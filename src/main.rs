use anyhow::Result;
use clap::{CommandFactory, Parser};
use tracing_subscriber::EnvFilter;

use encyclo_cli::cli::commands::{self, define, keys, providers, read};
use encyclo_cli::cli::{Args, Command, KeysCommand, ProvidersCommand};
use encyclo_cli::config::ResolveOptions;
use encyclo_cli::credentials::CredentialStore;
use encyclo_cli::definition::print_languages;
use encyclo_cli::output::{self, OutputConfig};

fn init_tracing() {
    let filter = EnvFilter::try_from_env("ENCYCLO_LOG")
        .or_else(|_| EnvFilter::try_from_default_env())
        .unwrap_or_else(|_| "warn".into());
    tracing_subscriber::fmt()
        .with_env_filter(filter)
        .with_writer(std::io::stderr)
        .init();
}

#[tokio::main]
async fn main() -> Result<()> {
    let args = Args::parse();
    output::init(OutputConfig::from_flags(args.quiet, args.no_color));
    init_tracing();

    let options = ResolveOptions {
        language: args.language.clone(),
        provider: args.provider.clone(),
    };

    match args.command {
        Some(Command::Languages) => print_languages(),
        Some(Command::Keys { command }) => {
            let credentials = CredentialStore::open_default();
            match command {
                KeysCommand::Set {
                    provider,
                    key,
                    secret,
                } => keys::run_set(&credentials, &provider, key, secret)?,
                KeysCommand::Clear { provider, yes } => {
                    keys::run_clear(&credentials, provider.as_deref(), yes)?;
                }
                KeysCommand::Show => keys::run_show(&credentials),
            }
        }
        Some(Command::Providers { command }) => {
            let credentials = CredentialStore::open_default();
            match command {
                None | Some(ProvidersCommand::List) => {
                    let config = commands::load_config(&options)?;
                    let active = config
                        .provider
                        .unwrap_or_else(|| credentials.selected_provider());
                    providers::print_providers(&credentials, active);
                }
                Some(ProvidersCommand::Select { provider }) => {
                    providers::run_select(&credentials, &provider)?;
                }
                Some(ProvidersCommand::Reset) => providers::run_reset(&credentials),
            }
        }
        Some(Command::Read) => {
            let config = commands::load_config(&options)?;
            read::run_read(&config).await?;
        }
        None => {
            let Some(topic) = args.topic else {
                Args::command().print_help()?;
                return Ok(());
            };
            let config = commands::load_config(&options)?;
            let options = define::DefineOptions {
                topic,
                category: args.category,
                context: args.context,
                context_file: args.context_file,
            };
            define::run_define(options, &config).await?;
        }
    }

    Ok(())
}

---*---

__PROBLEM TO SOLVE__
In the data above, each line holding "EnvFilter" is to be found and copied.

__RESPONSE TO THE EXERCISE__
use tracing_subscriber::EnvFilter;
    let filter = EnvFilter::try_from_env("ENCYCLO_LOG")
        .or_else(|_| EnvFilter::try_from_default_env())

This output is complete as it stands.